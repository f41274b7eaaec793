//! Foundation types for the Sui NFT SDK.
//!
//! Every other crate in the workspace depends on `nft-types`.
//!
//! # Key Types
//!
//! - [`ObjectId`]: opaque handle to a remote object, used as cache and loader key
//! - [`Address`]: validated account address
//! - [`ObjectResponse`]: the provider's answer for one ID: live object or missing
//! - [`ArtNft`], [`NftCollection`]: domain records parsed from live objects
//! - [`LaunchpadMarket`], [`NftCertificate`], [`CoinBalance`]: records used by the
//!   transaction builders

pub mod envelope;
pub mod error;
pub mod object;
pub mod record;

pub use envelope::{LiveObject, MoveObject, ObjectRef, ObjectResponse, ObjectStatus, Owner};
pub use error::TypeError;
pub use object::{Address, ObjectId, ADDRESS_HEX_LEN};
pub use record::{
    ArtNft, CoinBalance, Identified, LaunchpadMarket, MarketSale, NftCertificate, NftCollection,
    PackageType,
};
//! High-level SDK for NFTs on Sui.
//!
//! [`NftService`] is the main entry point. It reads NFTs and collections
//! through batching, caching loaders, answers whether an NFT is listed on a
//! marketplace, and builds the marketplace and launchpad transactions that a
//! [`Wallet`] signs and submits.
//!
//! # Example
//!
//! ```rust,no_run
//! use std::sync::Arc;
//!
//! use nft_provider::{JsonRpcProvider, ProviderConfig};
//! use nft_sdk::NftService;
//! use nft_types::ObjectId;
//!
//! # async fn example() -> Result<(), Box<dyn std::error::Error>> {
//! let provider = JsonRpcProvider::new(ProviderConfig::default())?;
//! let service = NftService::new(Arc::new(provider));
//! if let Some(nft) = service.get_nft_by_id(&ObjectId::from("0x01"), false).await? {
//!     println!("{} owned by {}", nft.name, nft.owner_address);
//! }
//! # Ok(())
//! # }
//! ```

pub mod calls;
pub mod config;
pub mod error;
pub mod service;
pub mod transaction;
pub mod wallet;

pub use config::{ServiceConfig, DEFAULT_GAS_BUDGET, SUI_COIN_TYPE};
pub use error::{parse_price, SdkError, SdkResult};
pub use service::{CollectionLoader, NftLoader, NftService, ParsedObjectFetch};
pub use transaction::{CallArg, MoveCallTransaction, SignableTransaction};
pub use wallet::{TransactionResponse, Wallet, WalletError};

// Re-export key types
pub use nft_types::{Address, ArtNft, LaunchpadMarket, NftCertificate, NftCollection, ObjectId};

--------

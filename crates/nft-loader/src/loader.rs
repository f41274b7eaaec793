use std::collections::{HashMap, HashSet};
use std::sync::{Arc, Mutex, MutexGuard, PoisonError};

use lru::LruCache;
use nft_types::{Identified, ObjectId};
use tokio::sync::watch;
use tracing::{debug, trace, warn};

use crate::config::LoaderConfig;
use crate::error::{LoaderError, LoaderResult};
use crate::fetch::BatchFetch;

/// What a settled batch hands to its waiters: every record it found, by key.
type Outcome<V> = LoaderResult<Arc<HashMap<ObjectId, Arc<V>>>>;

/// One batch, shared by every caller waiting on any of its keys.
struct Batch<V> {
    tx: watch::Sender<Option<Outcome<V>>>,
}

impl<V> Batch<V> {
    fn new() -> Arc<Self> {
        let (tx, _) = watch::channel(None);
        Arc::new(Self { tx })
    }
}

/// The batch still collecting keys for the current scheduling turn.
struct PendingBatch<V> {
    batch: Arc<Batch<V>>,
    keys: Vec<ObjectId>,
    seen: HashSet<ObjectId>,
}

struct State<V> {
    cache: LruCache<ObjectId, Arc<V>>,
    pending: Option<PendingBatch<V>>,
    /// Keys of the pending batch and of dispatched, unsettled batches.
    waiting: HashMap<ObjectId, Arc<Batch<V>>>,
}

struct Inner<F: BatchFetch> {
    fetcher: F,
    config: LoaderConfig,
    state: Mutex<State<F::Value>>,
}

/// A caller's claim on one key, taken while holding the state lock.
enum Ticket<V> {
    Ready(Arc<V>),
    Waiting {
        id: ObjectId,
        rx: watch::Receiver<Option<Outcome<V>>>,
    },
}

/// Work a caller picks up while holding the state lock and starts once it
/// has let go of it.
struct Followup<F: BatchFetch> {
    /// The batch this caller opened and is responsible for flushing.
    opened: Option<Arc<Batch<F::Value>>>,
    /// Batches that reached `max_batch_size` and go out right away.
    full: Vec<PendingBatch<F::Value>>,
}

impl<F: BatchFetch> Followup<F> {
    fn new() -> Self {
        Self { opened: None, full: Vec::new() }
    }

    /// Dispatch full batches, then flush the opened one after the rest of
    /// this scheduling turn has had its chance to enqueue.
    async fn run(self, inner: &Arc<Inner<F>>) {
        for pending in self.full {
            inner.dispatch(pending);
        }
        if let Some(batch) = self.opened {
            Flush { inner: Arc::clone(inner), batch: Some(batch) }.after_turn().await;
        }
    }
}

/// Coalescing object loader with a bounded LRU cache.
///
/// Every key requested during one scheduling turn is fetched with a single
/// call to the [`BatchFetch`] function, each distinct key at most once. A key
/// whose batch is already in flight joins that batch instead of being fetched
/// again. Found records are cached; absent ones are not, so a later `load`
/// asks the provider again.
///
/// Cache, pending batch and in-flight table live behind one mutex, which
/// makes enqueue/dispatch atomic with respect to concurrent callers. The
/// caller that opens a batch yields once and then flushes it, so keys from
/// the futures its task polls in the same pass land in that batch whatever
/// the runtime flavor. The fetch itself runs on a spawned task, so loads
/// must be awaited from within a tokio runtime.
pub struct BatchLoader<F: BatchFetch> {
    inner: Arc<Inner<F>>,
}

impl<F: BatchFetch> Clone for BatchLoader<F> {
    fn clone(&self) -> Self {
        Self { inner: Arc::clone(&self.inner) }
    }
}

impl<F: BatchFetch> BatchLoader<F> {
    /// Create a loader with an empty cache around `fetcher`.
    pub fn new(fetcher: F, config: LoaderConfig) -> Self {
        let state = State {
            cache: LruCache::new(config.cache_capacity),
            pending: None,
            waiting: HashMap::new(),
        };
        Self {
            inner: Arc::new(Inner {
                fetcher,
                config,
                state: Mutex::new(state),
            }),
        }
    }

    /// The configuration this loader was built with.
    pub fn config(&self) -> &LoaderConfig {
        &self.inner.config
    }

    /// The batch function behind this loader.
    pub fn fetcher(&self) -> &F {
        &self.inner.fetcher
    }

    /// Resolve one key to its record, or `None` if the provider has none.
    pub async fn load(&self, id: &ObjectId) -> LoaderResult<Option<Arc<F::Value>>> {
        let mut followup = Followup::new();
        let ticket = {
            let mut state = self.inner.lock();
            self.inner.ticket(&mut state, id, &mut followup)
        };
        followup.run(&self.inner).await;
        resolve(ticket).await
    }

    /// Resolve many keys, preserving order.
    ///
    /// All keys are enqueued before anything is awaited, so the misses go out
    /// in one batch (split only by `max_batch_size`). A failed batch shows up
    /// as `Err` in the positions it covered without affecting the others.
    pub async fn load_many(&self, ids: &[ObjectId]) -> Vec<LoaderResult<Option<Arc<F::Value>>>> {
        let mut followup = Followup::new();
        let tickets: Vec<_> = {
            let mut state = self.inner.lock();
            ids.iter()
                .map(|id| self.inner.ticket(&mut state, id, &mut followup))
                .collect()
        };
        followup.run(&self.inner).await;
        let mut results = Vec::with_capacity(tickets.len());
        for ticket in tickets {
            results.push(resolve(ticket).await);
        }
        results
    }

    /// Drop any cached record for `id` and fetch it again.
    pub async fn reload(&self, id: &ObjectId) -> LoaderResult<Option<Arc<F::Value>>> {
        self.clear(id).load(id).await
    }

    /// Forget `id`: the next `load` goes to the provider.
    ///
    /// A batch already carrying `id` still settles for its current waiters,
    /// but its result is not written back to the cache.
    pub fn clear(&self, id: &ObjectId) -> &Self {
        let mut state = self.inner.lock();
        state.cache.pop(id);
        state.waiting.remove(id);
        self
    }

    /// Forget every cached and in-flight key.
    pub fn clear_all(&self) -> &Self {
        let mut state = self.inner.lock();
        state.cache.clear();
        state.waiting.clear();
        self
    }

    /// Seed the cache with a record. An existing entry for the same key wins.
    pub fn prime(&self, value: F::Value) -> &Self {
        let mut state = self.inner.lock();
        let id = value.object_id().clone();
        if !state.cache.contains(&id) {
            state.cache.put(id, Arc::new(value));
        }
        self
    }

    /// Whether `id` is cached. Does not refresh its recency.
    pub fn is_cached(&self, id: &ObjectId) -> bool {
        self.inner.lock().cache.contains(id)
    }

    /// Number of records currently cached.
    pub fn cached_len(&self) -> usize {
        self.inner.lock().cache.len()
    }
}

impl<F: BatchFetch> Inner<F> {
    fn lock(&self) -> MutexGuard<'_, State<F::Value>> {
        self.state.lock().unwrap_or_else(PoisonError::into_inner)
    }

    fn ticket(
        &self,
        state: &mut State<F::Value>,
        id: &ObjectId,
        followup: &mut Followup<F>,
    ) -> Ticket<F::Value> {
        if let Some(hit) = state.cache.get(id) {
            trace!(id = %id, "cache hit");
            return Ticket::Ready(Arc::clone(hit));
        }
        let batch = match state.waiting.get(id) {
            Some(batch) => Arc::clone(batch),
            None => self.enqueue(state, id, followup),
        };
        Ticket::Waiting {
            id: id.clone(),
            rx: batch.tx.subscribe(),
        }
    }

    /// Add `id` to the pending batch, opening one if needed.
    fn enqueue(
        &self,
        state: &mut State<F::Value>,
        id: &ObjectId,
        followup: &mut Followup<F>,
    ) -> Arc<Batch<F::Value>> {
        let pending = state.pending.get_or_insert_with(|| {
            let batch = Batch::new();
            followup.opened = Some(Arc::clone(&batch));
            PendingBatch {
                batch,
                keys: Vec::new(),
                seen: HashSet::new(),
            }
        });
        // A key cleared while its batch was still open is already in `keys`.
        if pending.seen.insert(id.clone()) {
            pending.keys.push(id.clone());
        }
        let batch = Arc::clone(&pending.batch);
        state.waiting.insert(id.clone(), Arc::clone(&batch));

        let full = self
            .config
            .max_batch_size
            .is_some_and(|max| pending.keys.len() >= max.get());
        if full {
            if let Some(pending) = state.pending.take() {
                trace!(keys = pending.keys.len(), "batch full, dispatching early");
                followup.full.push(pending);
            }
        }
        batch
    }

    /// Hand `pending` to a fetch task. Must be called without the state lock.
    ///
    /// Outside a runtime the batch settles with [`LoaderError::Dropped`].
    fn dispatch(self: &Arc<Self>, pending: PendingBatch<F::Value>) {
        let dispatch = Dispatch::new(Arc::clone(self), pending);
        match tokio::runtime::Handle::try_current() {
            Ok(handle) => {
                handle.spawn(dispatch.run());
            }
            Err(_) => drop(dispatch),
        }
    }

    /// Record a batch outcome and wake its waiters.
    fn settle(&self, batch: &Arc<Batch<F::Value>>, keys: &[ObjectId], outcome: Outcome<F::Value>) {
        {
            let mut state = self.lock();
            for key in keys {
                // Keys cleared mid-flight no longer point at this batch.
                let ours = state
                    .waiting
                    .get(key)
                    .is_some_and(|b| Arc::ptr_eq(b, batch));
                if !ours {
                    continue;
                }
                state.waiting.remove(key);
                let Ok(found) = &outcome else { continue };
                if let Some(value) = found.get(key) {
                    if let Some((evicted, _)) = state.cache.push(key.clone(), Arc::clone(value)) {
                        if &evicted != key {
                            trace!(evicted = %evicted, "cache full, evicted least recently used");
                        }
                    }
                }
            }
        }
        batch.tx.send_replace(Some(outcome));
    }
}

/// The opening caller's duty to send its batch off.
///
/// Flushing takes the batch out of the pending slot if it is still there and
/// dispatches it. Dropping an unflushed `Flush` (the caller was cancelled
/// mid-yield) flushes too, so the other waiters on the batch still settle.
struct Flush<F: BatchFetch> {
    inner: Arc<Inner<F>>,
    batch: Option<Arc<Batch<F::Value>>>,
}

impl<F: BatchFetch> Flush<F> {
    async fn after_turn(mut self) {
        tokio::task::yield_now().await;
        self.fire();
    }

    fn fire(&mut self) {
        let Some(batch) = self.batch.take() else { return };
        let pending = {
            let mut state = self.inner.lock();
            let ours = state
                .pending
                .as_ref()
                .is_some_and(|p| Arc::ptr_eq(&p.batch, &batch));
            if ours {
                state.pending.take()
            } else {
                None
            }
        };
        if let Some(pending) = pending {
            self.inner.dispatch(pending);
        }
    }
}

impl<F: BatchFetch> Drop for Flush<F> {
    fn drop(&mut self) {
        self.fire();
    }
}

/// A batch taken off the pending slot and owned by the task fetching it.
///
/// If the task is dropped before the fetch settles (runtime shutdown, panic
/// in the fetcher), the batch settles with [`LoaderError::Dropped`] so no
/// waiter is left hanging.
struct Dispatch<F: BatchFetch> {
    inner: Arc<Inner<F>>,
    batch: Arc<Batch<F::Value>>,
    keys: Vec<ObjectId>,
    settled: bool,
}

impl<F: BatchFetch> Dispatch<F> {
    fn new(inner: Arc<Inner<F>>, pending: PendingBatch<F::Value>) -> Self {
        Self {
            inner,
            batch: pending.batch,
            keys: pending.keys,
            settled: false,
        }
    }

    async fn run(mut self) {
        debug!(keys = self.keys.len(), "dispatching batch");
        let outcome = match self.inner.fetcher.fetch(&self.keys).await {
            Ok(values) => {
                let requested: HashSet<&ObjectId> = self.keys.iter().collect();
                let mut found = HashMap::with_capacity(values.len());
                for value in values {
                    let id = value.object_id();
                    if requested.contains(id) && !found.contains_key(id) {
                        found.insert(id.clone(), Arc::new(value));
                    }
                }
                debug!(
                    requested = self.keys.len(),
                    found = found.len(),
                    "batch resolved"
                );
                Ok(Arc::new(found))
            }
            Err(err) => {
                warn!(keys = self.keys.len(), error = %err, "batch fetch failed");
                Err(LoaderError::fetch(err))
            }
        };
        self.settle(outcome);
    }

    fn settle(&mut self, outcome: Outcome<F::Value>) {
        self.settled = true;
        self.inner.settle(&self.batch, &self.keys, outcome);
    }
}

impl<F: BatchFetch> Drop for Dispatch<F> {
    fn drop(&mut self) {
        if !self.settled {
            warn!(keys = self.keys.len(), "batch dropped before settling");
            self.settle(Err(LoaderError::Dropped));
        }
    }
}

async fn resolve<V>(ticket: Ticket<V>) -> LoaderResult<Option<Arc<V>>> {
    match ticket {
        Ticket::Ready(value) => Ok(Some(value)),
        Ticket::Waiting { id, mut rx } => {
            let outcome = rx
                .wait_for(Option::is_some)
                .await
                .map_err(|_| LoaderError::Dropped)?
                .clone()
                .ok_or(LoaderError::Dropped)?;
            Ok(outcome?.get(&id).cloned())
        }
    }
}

--------

**WHAT TO DO:** Each line that contains "then" is to be copied from the listing above.

**RESPONSE BELOW:**
    /// Dispatch full batches, then flush the opened one after the rest of
/// caller that opens a batch yields once and then flushes it, so keys from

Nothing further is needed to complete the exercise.